Rob then joined CMG Mortgage, a wholesale mortgage bank, as the Director of Secondary Marketing. In early 2003 and re-joined Tuttle Risk Management Services, Inc. TRMS (now Compass) provides mortgage pipeline risk management for mortgage companies and thrifts that seek to originate and sell loans into the secondary mortgage market. In November of 2006 Rob left TRMS to become the Director of Capital Markets for RPM Mortgage, a retail residential lender, leaving there in late 2008 to focus on not only publishing a widely read daily market commentary on current mortgage events but also on his family.

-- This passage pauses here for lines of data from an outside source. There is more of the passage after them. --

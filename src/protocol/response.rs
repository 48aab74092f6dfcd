use serde::{Deserialize, Serialize};

use super::request::RpcId;
use crate::error::codes;

// ---------------------------------------------------------------------------
// JSON-RPC 2.0 response layer
// ---------------------------------------------------------------------------

/// JSON-RPC 2.0 response envelope.
#[derive(Debug, Clone, Serialize)]
pub struct JsonRpcResponse {
    pub jsonrpc: String,
    #[serde(skip_serializing_if = "Option::is_none")]
    pub id: Option<RpcId>,
    #[serde(skip_serializing_if = "Option::is_none")]
    pub result: Option<serde_json::Value>,
    #[serde(skip_serializing_if = "Option::is_none")]
    pub error: Option<JsonRpcError>,
}

impl JsonRpcResponse {
    pub fn success(id: Option<RpcId>, result: serde_json::Value) -> Self {
        Self {
            jsonrpc: "2.0".into(),
            id,
            result: Some(result),
            error: None,
        }
    }

    pub fn error(id: Option<RpcId>, error: JsonRpcError) -> Self {
        Self {
            jsonrpc: "2.0".into(),
            id,
            result: None,
            error: Some(error),
        }
    }

    pub fn from_outcome(id: Option<RpcId>, outcome: Result<serde_json::Value, JsonRpcError>) -> Self {
        match outcome {
            Ok(result) => Self::success(id, result),
            Err(error) => Self::error(id, error),
        }
    }
}

/// JSON-RPC 2.0 error object.
#[derive(Debug, Clone, PartialEq, Serialize, Deserialize)]
pub struct JsonRpcError {
    pub code: i32,
    pub message: String,
    #[serde(skip_serializing_if = "Option::is_none")]
    pub data: Option<serde_json::Value>,
}

impl JsonRpcError {
    pub fn new(code: i32, message: impl Into<String>) -> Self {
        Self { code, message: message.into(), data: None }
    }

    pub fn method_not_found(method: &str) -> Self {
        Self::new(codes::METHOD_NOT_FOUND, format!("Method not found: {method}"))
    }

    pub fn invalid_params(detail: impl Into<String>) -> Self {
        Self::new(codes::INVALID_PARAMS, detail)
    }

    pub fn internal_error(detail: impl Into<String>) -> Self {
        Self::new(codes::INTERNAL_ERROR, detail)
    }
}

// ---------------------------------------------------------------------------
// MCP tool result layer (returned inside a *successful* JSON-RPC response)
// ---------------------------------------------------------------------------

/// MCP tool call result wrapper.
#[derive(Debug, Clone, Serialize)]
pub struct ToolResult {
    pub content: Vec<ToolResultContent>,
}

/// A single content block inside a tool result.
#[derive(Debug, Clone, Serialize)]
pub struct ToolResultContent {
    #[serde(rename = "type")]
    pub content_type: String,
    pub text: String,
}

impl ToolResult {
    pub fn text(text: impl Into<String>) -> Self {
        Self {
            content: vec![ToolResultContent {
                content_type: "text".into(),
                text: text.into(),
            }],
        }
    }
}

/// Entry in a `tools/list` result.
#[derive(Debug, Clone, Serialize)]
pub struct ToolInfo {
    pub name: String,
    pub description: String,
    #[serde(rename = "inputSchema")]
    pub input_schema: serde_json::Value,
}
//! End-to-end session tests over in-memory streams.
//!
//! Each test feeds raw newline-delimited input to `McpServer::serve` and
//! decodes whatever the server wrote back, one JSON value per line.

use mcp_tool_server::catalog;
use mcp_tool_server::config::ServerConfig;
use mcp_tool_server::error::ToolError;
use mcp_tool_server::registry::ToolRegistry;
use mcp_tool_server::server::McpServer;
use serde_json::{json, Value};

fn test_server(config: ServerConfig) -> McpServer {
    let registry = ToolRegistry::from_descriptors(catalog::descriptors().unwrap());
    let names: Vec<&str> = registry.names().collect();
    let resources = catalog::resources(&names);
    McpServer::new(config, registry).with_resources(resources)
}

async fn run_session_with(config: ServerConfig, input: &[u8]) -> Vec<Value> {
    let server = test_server(config);
    let mut output = Vec::new();
    server.serve(input, &mut output).await.unwrap();

    let text = String::from_utf8(output).unwrap();
    assert!(text.is_empty() || text.ends_with('\n'), "every response ends with a newline");
    text.lines()
        .map(|line| serde_json::from_str(line).unwrap())
        .collect()
}

async fn run_session(input: &str) -> Vec<Value> {
    run_session_with(ServerConfig::default(), input.as_bytes()).await
}

// ---------------------------------------------------------------------------
// Basic exchanges
// ---------------------------------------------------------------------------

#[tokio::test]
async fn add_call_round_trip() {
    let responses = run_session(
        r#"{"jsonrpc":"2.0","id":1,"method":"tools/call","params":{"name":"add","arguments":{"a":2,"b":3}}}
"#,
    )
    .await;

    assert_eq!(
        responses,
        vec![json!({
            "jsonrpc": "2.0",
            "id": 1,
            "result": { "content": [{ "type": "text", "text": "5" }] }
        })]
    );
}

#[tokio::test]
async fn missing_arguments_is_invalid_params() {
    let responses = run_session(
        r#"{"jsonrpc":"2.0","id":2,"method":"tools/call","params":{"name":"add"}}
"#,
    )
    .await;

    assert_eq!(responses.len(), 1);
    assert_eq!(responses[0]["id"], 2);
    assert_eq!(responses[0]["error"]["code"], -32602);
    assert!(responses[0].get("result").is_none());
}

#[tokio::test]
async fn response_line_is_compact_json() {
    let server = test_server(ServerConfig::default());
    let mut output = Vec::new();
    server
        .serve(&b"{\"jsonrpc\":\"2.0\",\"id\":3,\"method\":\"ping\"}\n"[..], &mut output)
        .await
        .unwrap();

    assert_eq!(
        String::from_utf8(output).unwrap(),
        "{\"jsonrpc\":\"2.0\",\"id\":3,\"result\":{}}\n"
    );
}

#[tokio::test]
async fn full_handshake() {
    let input = [
        r#"{"jsonrpc":"2.0","id":1,"method":"initialize","params":{"protocolVersion":"2024-11-05","capabilities":{},"clientInfo":{"name":"t","version":"0"}}}"#,
        r#"{"jsonrpc":"2.0","method":"notifications/initialized"}"#,
        r#"{"jsonrpc":"2.0","id":2,"method":"tools/list"}"#,
        r#"{"jsonrpc":"2.0","id":3,"method":"tools/call","params":{"name":"greet","arguments":{"name":"Ada"}}}"#,
        r#"{"jsonrpc":"2.0","id":4,"method":"resources/list"}"#,
    ]
    .join("\n");

    let responses = run_session(&input).await;

    let ids: Vec<&Value> = responses.iter().map(|r| &r["id"]).collect();
    assert_eq!(ids, vec![&json!(1), &json!(2), &json!(3), &json!(4)]);
    assert_eq!(responses[0]["result"]["protocolVersion"], "2024-11-05");
    assert_eq!(responses[1]["result"]["tools"].as_array().unwrap().len(), 9);
    assert_eq!(responses[2]["result"]["content"][0]["text"], "Hello, Ada!");
    assert_eq!(responses[3]["result"]["resources"][0]["uri"], "info://server/tools");
}

// ---------------------------------------------------------------------------
// Ids
// ---------------------------------------------------------------------------

#[tokio::test]
async fn ids_are_echoed_verbatim() {
    let input = concat!(
        r#"{"jsonrpc":"2.0","id":"req-7","method":"ping"}"#,
        "\n",
        r#"{"jsonrpc":"2.0","id":1.5,"method":"ping"}"#,
        "\n",
        r#"{"jsonrpc":"2.0","id":-3,"method":"ping"}"#,
        "\n",
    );
    let responses = run_session(input).await;

    assert_eq!(responses.len(), 3);
    assert_eq!(responses[0]["id"], "req-7");
    assert_eq!(responses[1]["id"], 1.5);
    assert_eq!(responses[2]["id"], -3);
}

#[tokio::test]
async fn request_without_id_is_still_answered() {
    let responses = run_session(
        r#"{"jsonrpc":"2.0","method":"tools/call","params":{"name":"add","arguments":{"a":1,"b":1}}}
{"jsonrpc":"2.0","method":"no/such/method"}
"#,
    )
    .await;

    assert_eq!(responses.len(), 2);
    assert!(responses[0].get("id").is_none());
    assert_eq!(responses[0]["result"]["content"][0]["text"], "2");
    assert!(responses[1].get("id").is_none());
    assert_eq!(responses[1]["error"]["code"], -32601);
}

// ---------------------------------------------------------------------------
// Lines that get no response
// ---------------------------------------------------------------------------

#[tokio::test]
async fn malformed_line_is_dropped_and_session_continues() {
    let responses = run_session(
        r#"{"jsonrpc":"2.0","id":1,"method":
this is not json
{"jsonrpc":"2.0","id":2}
[1,2,3]
{"jsonrpc":"2.0","id":3,"method":"ping"}
"#,
    )
    .await;

    assert_eq!(responses, vec![json!({ "jsonrpc": "2.0", "id": 3, "result": {} })]);
}

#[tokio::test]
async fn blank_lines_and_notifications_are_silent() {
    let responses = run_session(
        "\n   \n\r\n{\"jsonrpc\":\"2.0\",\"method\":\"notifications/initialized\"}\n{\"jsonrpc\":\"2.0\",\"method\":\"notifications/progress\",\"params\":{}}\n",
    )
    .await;

    assert!(responses.is_empty());
}

#[tokio::test]
async fn crlf_line_endings_are_accepted() {
    let responses = run_session("{\"jsonrpc\":\"2.0\",\"id\":1,\"method\":\"ping\"}\r\n").await;
    assert_eq!(responses.len(), 1);
    assert_eq!(responses[0]["result"], json!({}));
}

#[tokio::test]
async fn oversized_line_is_dropped() {
    let config = ServerConfig {
        max_message_bytes: 64,
        ..ServerConfig::default()
    };
    let long = format!(
        "{{\"jsonrpc\":\"2.0\",\"id\":1,\"method\":\"tools/call\",\"params\":{{\"name\":\"echo\",\"arguments\":{{\"message\":\"{}\"}}}}}}\n",
        "x".repeat(100)
    );
    let short = "{\"jsonrpc\":\"2.0\",\"id\":2,\"method\":\"ping\"}\n";
    let input = format!("{long}{short}");

    let responses = run_session_with(config, input.as_bytes()).await;

    assert_eq!(responses.len(), 1);
    assert_eq!(responses[0]["id"], 2);
}

#[tokio::test]
async fn invalid_utf8_line_is_dropped() {
    let mut input = b"{\"jsonrpc\":\"2.0\",\"id\":1,\"method\":\"\xff\xfe\"}\n".to_vec();
    input.extend_from_slice(b"{\"jsonrpc\":\"2.0\",\"id\":2,\"method\":\"ping\"}\n");

    let responses = run_session_with(ServerConfig::default(), &input).await;

    assert_eq!(responses.len(), 1);
    assert_eq!(responses[0]["id"], 2);
}

// ---------------------------------------------------------------------------
// End of stream
// ---------------------------------------------------------------------------

#[tokio::test]
async fn final_line_without_newline_is_processed() {
    let responses = run_session(r#"{"jsonrpc":"2.0","id":9,"method":"ping"}"#).await;
    assert_eq!(responses.len(), 1);
    assert_eq!(responses[0]["id"], 9);
}

#[tokio::test]
async fn empty_input_ends_cleanly() {
    assert!(run_session("").await.is_empty());
}

#[tokio::test]
async fn requests_are_answered_in_order() {
    let input = (1..=5)
        .map(|i| {
            let millis = (5 - i) * 10;
            format!(
                r#"{{"jsonrpc":"2.0","id":{i},"method":"tools/call","params":{{"name":"wait","arguments":{{"millis":{millis}}}}}}}"#
            )
        })
        .collect::<Vec<_>>()
        .join("\n");

    let responses = run_session(&input).await;

    let ids: Vec<i64> = responses.iter().map(|r| r["id"].as_i64().unwrap()).collect();
    assert_eq!(ids, vec![1, 2, 3, 4, 5]);
    assert!(responses
        .iter()
        .all(|r| r["result"]["content"][0]["text"] == "success"));
}

// ---------------------------------------------------------------------------
// Failures inside tools
// ---------------------------------------------------------------------------

#[tokio::test]
async fn panic_before_deferred_future_keeps_session_alive() {
    let mut registry = ToolRegistry::new();
    registry.register_async(
        "strict",
        "Needs n before it starts",
        json!({ "type": "object", "properties": { "n": { "type": "integer" } }, "required": ["n"] }),
        |args| {
            let n = args.get("n").and_then(Value::as_i64).expect("n required");
            async move { Ok::<_, ToolError>(n.to_string()) }
        },
    );
    let server = McpServer::new(ServerConfig::default(), registry);

    let input = concat!(
        r#"{"jsonrpc":"2.0","id":1,"method":"tools/call","params":{"name":"strict","arguments":{}}}"#,
        "\n",
        r#"{"jsonrpc":"2.0","id":2,"method":"ping"}"#,
        "\n",
    );
    let mut output = Vec::new();
    server.serve(input.as_bytes(), &mut output).await.unwrap();

    let responses: Vec<Value> = String::from_utf8(output)
        .unwrap()
        .lines()
        .map(|line| serde_json::from_str(line).unwrap())
        .collect();
    assert_eq!(responses.len(), 2);
    assert_eq!(responses[0]["id"], 1);
    assert_eq!(responses[0]["error"]["code"], -32603);
    assert_eq!(responses[0]["error"]["message"], "n required");
    assert_eq!(responses[1], json!({ "jsonrpc": "2.0", "id": 2, "result": {} }));
}

#[tokio::test]
async fn null_id_is_echoed_as_null() {
    let server = test_server(ServerConfig::default());
    let mut output = Vec::new();
    server
        .serve(&b"{\"jsonrpc\":\"2.0\",\"id\":null,\"method\":\"ping\"}\n"[..], &mut output)
        .await
        .unwrap();

    assert_eq!(
        String::from_utf8(output).unwrap(),
        "{\"jsonrpc\":\"2.0\",\"id\":null,\"result\":{}}\n"
    );
}
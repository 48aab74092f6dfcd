use std::path::PathBuf;
use std::time::Duration;

use crate::error::ConfigError;

/// Default maximum bytes per JSON-RPC line (1 MiB).
pub const DEFAULT_MAX_MESSAGE_BYTES: usize = 1024 * 1024;

/// Default log filter directive.
pub const DEFAULT_LOG_FILTER: &str = "info";

/// Server configuration loaded from environment variables.
#[derive(Debug, Clone, PartialEq, Eq)]
pub struct ServerConfig {
    pub server_name: String,
    pub server_version: String,
    /// `None` means tool calls may run forever.
    pub tool_timeout: Option<Duration>,
    pub max_message_bytes: usize,
    pub log_filter: String,
    /// Debug log destination; logs go to stderr when unset.
    pub log_file: Option<PathBuf>,
}

impl Default for ServerConfig {
    fn default() -> Self {
        Self {
            server_name: env!("CARGO_PKG_NAME").to_string(),
            server_version: env!("CARGO_PKG_VERSION").to_string(),
            tool_timeout: None,
            max_message_bytes: DEFAULT_MAX_MESSAGE_BYTES,
            log_filter: DEFAULT_LOG_FILTER.to_string(),
            log_file: None,
        }
    }
}

impl ServerConfig {
    /// Load configuration from environment.
    ///
    /// - `MCP_SERVER_NAME` (optional) — name reported in `serverInfo`
    /// - `MCP_SERVER_VERSION` (optional) — version reported in `serverInfo`
    /// - `MCP_TOOL_TIMEOUT_SECS` (optional, default none) — max seconds per tool call
    /// - `MCP_MAX_MESSAGE_BYTES` (optional, default 1 MiB) — longest accepted line
    /// - `MCP_LOG` (optional, default `info`) — log filter directive
    /// - `MCP_LOG_FILE` (optional) — write logs to this file instead of stderr
    pub fn from_env() -> Result<Self, ConfigError> {
        Self::from_lookup(|key| std::env::var(key).ok())
    }

    /// Load configuration through an arbitrary variable lookup.
    pub fn from_lookup<F>(lookup: F) -> Result<Self, ConfigError>
    where
        F: Fn(&str) -> Option<String>,
    {
        let defaults = Self::default();

        let server_name = match lookup("MCP_SERVER_NAME") {
            Some(val) => non_empty("MCP_SERVER_NAME", val)?,
            None => defaults.server_name,
        };

        let server_version = match lookup("MCP_SERVER_VERSION") {
            Some(val) => non_empty("MCP_SERVER_VERSION", val)?,
            None => defaults.server_version,
        };

        let tool_timeout = lookup("MCP_TOOL_TIMEOUT_SECS")
            .map(|val| positive_integer("MCP_TOOL_TIMEOUT_SECS", val))
            .transpose()?
            .map(Duration::from_secs);

        let max_message_bytes = match lookup("MCP_MAX_MESSAGE_BYTES") {
            Some(val) => positive_integer("MCP_MAX_MESSAGE_BYTES", val)? as usize,
            None => defaults.max_message_bytes,
        };

        let log_filter = match lookup("MCP_LOG") {
            Some(val) => non_empty("MCP_LOG", val)?,
            None => defaults.log_filter,
        };

        let log_file = lookup("MCP_LOG_FILE")
            .filter(|val| !val.trim().is_empty())
            .map(PathBuf::from);

        Ok(Self {
            server_name,
            server_version,
            tool_timeout,
            max_message_bytes,
            log_filter,
            log_file,
        })
    }
}

fn non_empty(var: &'static str, value: String) -> Result<String, ConfigError> {
    let trimmed = value.trim();
    if trimmed.is_empty() {
        return Err(ConfigError::Empty { var });
    }
    Ok(trimmed.to_string())
}

fn positive_integer(var: &'static str, value: String) -> Result<u64, ConfigError> {
    match value.trim().parse::<u64>() {
        Ok(n) if n > 0 => Ok(n),
        _ => Err(ConfigError::NotPositiveInteger { var, value }),
    }
}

He is on the board of directors of Peoples Bank, a mid-sized depository in Kansas, and of IFC, a financial services company which advances capital to heirs, He is also an advisor to the Board for First Mortgage, a member of the Secure Settlements Advisory Board, an associate of the STRATMOR Group, a member of the California Mortgage Bankers Association, and of the Mortgage Bankers Association of the Carolinas and its membership committee, and is on the Mortgage Advisory Board for the California Automobile Association. Rob has provided expert witness services for mortgage and real estate-related cases, has lectured to groups around the country,

Rob holds a BS from Cal Poly, San Luis Obispo, and an MBA from UC Berkeley.